Data —
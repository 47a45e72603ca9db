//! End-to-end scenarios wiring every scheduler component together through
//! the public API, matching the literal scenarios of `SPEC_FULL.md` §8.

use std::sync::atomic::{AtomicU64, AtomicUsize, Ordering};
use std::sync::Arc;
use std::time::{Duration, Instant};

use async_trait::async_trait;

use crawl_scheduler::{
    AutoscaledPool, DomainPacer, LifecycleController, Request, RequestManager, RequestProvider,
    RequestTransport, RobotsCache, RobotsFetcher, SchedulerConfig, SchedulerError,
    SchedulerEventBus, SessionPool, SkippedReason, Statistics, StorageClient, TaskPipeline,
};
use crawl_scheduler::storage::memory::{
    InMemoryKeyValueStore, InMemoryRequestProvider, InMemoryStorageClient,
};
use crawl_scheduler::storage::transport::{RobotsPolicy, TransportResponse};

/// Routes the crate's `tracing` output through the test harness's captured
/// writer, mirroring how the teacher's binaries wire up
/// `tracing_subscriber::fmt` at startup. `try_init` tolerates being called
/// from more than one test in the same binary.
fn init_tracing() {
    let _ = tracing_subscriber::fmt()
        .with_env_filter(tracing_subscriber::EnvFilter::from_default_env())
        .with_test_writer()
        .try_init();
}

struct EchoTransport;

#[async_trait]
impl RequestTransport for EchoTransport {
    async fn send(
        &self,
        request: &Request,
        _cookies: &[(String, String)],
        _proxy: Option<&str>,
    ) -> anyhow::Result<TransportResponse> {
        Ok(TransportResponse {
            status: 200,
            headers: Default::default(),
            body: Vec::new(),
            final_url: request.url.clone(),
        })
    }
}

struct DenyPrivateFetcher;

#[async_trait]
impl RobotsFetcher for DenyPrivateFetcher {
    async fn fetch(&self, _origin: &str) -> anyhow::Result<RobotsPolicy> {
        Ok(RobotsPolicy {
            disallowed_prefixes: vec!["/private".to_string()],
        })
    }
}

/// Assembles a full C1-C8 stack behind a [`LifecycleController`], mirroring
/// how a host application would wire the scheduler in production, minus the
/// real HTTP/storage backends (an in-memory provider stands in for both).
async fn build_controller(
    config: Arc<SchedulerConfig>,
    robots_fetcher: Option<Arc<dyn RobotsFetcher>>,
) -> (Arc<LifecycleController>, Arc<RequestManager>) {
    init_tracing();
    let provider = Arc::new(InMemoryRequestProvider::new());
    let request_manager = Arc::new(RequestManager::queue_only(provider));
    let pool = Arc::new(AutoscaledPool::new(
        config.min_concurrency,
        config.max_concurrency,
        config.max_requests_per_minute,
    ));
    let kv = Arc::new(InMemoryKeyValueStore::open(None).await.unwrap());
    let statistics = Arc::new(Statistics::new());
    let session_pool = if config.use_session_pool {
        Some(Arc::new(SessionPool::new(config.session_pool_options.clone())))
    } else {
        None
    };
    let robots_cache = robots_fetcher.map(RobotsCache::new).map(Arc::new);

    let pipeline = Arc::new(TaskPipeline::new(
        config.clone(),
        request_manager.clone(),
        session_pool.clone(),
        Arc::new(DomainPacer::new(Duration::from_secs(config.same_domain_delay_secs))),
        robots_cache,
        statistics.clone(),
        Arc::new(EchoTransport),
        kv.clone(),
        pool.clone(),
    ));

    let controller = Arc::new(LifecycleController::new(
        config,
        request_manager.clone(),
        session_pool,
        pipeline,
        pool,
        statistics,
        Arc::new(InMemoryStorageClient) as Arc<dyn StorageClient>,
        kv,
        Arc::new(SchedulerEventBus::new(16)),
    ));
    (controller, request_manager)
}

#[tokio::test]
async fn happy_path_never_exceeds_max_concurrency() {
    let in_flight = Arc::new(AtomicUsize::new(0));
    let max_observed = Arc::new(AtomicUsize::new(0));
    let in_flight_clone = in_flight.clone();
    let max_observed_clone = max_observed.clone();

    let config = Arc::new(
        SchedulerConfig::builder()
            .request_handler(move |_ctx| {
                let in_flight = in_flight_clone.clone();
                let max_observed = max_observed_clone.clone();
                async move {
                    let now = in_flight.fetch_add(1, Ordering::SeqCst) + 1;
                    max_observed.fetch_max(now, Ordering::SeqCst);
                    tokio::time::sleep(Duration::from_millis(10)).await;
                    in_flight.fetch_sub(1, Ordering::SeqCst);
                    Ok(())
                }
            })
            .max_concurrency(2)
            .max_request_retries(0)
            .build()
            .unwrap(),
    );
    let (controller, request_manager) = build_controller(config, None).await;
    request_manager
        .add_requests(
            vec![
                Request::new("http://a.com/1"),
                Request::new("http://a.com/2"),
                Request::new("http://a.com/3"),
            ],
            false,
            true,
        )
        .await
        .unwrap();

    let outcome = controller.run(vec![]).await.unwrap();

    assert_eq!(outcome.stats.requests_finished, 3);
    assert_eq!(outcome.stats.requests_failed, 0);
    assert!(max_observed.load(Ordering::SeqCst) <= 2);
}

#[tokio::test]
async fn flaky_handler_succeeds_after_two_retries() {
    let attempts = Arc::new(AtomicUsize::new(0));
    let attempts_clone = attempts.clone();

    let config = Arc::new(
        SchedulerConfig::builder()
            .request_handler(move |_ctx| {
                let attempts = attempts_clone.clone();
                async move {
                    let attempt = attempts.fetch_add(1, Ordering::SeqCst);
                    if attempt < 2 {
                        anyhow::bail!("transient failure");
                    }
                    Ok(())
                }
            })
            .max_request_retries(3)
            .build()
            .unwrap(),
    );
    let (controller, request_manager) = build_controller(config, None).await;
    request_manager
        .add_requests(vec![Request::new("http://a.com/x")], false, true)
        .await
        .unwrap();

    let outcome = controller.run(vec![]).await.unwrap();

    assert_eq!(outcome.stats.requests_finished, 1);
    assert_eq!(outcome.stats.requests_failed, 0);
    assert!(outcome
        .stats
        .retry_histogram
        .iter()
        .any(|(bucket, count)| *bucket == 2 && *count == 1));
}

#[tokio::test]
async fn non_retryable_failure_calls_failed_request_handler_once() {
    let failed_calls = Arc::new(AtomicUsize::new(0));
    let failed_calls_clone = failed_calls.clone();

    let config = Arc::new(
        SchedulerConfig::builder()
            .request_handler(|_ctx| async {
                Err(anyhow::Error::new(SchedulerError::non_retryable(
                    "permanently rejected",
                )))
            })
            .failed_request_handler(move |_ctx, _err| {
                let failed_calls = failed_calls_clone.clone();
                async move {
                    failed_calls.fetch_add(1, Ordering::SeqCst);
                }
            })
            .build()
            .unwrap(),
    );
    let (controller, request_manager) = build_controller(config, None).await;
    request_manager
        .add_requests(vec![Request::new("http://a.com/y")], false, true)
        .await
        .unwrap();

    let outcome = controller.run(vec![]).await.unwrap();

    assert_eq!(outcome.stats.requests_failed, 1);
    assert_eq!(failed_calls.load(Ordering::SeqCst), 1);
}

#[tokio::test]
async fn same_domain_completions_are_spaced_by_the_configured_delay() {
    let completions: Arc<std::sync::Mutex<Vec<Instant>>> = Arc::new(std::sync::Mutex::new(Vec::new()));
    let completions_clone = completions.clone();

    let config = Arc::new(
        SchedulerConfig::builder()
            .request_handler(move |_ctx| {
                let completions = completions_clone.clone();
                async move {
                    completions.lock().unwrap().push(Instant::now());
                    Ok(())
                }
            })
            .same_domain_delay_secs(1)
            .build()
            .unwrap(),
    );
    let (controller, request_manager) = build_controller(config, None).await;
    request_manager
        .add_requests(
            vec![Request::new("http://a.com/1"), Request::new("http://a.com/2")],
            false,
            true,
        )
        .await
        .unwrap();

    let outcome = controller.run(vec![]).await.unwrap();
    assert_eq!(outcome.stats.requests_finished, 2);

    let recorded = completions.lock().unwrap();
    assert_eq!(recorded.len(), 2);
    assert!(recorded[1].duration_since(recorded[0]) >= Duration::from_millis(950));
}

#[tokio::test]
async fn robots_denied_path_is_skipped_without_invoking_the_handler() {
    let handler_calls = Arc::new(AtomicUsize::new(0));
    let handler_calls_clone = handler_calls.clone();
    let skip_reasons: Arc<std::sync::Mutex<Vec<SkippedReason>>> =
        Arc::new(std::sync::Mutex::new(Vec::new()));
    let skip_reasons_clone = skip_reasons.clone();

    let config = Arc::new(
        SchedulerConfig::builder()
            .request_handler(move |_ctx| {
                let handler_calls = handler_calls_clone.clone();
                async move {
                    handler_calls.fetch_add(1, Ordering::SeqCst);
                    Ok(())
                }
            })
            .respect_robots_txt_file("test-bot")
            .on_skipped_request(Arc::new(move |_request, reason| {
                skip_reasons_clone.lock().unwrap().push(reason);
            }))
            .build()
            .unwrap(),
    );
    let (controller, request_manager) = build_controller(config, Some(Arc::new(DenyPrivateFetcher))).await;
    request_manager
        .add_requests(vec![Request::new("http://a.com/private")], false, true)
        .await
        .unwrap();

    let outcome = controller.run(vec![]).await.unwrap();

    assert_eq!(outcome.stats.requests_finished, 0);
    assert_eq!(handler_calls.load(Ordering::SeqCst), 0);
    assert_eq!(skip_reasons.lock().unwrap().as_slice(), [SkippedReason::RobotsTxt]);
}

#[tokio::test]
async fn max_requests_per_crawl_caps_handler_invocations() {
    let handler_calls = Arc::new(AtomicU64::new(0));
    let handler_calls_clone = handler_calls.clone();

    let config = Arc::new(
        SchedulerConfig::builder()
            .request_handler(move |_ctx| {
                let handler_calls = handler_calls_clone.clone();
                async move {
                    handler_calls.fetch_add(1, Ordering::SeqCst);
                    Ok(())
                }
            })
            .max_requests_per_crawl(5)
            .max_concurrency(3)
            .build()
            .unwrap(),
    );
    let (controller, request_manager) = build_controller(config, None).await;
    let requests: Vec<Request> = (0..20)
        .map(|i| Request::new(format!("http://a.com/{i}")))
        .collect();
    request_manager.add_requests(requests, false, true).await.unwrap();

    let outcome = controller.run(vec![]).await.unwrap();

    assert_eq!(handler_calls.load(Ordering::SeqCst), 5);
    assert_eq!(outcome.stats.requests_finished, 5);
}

---

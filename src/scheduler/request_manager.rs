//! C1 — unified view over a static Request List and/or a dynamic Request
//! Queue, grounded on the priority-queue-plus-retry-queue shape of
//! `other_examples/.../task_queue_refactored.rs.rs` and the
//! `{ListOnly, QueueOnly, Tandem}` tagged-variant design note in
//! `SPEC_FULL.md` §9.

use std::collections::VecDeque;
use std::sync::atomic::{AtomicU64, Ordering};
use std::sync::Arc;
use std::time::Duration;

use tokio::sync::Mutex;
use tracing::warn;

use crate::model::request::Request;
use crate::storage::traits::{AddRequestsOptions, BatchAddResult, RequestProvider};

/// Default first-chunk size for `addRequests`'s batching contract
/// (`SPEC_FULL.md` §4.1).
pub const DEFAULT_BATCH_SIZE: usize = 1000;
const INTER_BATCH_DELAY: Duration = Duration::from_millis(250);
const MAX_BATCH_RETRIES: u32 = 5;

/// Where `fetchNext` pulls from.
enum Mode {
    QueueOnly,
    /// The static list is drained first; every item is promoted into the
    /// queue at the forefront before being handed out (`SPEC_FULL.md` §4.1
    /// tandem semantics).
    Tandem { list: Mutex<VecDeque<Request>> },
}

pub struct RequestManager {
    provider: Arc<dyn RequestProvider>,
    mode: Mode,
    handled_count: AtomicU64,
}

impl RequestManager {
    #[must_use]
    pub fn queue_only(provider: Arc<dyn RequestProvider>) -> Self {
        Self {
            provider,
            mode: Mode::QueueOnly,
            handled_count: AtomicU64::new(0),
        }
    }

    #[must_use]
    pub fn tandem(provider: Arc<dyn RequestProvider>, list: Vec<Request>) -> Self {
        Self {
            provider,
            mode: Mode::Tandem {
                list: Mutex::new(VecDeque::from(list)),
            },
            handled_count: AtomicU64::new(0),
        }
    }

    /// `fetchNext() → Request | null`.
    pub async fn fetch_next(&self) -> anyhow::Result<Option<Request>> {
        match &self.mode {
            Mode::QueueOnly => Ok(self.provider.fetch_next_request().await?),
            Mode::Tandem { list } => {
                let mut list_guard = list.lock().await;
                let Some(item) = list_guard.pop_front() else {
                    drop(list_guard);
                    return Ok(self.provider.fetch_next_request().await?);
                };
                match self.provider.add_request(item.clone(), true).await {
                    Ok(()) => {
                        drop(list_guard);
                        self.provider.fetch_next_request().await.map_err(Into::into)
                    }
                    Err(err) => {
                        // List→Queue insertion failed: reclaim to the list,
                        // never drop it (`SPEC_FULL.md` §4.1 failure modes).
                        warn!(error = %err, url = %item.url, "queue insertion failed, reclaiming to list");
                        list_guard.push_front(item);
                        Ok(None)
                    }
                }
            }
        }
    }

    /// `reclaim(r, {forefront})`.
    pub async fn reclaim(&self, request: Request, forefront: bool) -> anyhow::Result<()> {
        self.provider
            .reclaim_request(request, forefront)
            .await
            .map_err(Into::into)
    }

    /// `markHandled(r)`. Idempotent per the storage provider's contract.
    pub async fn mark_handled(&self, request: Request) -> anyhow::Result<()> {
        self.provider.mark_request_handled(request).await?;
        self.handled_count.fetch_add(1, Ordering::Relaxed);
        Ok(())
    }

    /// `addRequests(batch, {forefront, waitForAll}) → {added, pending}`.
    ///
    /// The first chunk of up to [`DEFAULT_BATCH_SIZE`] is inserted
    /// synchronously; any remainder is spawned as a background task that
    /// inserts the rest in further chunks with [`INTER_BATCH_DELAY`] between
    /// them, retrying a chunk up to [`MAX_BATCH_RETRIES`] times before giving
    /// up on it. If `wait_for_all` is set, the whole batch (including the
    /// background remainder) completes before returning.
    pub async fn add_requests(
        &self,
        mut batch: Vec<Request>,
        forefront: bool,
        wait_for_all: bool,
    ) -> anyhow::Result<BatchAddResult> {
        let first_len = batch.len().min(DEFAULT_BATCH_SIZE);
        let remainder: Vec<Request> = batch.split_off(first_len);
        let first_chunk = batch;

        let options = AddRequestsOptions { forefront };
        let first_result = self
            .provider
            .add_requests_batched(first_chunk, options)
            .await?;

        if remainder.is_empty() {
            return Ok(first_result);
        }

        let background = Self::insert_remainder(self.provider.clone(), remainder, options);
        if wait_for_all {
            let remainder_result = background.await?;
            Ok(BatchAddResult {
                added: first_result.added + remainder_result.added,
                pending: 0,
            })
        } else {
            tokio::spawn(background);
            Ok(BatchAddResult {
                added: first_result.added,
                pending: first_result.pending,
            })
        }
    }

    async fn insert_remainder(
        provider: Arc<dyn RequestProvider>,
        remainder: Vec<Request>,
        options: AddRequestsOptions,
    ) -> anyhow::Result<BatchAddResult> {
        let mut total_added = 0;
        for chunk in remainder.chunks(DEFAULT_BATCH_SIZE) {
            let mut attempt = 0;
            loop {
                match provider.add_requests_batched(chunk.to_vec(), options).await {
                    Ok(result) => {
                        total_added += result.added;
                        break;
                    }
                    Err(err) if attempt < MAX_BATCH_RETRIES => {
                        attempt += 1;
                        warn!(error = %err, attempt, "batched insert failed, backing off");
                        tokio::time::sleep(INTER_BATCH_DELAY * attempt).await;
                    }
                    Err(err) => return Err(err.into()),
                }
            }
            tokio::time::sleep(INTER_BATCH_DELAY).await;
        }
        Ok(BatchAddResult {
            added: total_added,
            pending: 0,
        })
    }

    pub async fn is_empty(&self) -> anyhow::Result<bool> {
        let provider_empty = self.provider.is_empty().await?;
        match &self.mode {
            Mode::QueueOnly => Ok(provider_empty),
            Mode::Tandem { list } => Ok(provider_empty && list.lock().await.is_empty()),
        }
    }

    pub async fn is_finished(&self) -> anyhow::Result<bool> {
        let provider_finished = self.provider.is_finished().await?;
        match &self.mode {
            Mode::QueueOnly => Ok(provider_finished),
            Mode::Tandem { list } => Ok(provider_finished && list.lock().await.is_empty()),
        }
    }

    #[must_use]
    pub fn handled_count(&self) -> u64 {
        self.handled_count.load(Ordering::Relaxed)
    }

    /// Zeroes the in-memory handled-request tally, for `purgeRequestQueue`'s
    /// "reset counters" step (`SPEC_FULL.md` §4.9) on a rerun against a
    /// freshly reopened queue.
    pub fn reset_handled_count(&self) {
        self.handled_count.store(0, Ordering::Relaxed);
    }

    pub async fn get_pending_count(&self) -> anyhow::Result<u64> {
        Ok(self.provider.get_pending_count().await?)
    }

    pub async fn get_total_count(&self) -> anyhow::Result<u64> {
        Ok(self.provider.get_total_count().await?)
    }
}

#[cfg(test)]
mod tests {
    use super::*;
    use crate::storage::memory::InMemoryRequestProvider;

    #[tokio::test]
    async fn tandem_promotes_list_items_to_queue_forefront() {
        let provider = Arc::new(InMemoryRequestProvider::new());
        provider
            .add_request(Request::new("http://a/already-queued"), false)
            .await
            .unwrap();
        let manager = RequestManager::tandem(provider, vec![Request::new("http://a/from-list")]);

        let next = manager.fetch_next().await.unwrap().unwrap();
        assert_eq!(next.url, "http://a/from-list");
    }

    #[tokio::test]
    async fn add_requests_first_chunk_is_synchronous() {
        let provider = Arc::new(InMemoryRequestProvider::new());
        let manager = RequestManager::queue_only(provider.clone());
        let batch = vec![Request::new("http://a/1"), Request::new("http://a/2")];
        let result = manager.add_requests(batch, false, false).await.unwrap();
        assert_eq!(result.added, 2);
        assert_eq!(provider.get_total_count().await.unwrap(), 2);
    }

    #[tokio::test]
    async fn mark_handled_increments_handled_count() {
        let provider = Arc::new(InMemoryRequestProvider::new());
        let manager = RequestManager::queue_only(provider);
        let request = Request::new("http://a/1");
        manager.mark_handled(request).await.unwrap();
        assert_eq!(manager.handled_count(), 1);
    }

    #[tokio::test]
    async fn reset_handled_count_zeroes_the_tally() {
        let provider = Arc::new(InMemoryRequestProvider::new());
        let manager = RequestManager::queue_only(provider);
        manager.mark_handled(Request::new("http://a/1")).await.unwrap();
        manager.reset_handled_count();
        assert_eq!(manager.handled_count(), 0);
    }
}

* * *

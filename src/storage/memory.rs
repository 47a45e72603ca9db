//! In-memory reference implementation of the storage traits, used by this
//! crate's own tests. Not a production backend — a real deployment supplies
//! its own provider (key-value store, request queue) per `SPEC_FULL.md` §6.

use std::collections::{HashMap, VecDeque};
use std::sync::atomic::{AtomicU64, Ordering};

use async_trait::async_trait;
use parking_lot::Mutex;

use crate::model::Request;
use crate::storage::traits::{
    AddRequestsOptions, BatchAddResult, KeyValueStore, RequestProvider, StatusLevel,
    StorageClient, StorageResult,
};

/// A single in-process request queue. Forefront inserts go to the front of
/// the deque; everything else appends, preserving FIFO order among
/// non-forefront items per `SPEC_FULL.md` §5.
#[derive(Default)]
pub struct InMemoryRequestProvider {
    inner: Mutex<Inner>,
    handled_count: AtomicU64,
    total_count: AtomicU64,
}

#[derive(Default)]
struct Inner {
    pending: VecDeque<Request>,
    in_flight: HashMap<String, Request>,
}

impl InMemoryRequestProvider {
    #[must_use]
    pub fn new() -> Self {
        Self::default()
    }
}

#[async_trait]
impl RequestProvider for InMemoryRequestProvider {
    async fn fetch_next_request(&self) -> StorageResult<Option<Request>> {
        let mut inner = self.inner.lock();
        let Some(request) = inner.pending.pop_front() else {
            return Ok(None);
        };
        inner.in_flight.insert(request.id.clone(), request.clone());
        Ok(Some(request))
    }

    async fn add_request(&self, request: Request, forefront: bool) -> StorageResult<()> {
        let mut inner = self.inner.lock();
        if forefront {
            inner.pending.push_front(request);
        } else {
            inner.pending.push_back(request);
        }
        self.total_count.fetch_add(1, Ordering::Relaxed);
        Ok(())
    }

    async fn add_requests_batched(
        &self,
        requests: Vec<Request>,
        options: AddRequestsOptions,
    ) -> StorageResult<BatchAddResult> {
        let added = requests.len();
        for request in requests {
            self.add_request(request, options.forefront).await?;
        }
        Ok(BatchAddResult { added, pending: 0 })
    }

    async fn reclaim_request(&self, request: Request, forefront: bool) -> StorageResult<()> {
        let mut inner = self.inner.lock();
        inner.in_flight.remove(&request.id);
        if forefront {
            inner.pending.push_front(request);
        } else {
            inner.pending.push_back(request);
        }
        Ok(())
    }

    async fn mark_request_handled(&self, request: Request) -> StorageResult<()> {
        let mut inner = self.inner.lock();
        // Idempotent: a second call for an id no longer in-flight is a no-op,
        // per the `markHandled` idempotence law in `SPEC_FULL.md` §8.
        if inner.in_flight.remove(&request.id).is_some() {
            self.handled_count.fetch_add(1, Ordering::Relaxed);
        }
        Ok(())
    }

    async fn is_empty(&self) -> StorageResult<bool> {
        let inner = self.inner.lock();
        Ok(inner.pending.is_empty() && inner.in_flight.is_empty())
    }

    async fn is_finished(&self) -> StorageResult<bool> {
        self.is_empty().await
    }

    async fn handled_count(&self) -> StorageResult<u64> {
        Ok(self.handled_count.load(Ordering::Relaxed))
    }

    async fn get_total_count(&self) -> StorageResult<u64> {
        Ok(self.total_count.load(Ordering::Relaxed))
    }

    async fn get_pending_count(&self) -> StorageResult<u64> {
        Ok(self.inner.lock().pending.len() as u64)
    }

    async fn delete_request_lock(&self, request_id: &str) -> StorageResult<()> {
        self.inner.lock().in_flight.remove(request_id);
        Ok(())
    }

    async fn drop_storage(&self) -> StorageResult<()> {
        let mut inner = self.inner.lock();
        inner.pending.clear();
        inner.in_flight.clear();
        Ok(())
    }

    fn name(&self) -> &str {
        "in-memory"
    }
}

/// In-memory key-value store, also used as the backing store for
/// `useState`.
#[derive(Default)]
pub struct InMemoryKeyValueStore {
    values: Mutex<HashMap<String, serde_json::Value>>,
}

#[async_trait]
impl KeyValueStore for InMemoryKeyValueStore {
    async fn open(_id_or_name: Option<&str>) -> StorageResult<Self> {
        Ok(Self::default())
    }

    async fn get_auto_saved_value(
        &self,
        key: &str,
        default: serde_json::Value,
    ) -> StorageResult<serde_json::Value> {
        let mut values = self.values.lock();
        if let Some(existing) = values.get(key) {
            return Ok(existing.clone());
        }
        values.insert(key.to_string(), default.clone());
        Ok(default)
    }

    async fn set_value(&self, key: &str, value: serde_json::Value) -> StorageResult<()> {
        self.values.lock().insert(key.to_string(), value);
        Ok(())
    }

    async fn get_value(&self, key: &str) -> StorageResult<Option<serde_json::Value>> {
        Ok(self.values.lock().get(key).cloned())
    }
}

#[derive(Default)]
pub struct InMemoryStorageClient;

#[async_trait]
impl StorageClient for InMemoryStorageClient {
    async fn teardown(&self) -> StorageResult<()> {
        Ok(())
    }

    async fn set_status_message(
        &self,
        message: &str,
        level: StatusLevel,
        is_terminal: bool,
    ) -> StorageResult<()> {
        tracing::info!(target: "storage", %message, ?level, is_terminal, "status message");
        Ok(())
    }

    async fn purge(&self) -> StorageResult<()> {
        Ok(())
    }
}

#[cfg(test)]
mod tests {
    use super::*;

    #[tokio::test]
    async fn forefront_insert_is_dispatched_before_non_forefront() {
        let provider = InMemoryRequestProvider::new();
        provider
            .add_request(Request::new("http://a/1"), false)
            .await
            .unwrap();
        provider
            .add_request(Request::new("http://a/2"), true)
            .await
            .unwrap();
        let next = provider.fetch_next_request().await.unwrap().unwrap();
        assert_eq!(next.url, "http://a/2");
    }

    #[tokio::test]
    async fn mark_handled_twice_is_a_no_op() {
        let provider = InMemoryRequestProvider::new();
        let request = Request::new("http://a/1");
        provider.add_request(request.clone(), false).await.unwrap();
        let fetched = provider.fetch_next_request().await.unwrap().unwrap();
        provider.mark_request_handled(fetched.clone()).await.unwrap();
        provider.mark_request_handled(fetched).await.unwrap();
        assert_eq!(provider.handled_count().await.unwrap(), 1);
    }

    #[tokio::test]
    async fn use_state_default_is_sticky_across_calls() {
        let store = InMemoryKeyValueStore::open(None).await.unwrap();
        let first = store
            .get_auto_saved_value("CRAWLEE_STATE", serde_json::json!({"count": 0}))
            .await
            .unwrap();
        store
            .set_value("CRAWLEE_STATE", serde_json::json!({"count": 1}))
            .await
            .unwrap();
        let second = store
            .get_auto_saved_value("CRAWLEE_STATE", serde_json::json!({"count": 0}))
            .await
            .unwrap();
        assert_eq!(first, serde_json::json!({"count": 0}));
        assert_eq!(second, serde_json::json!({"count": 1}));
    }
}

Goal of the exercise —
All lines in the records above with "recorded" need to be found and copied.

Your solution —
    let recorded = completions.lock().unwrap();
    assert_eq!(recorded.len(), 2);
    assert!(recorded[1].duration_since(recorded[0]) >= Duration::from_millis(950));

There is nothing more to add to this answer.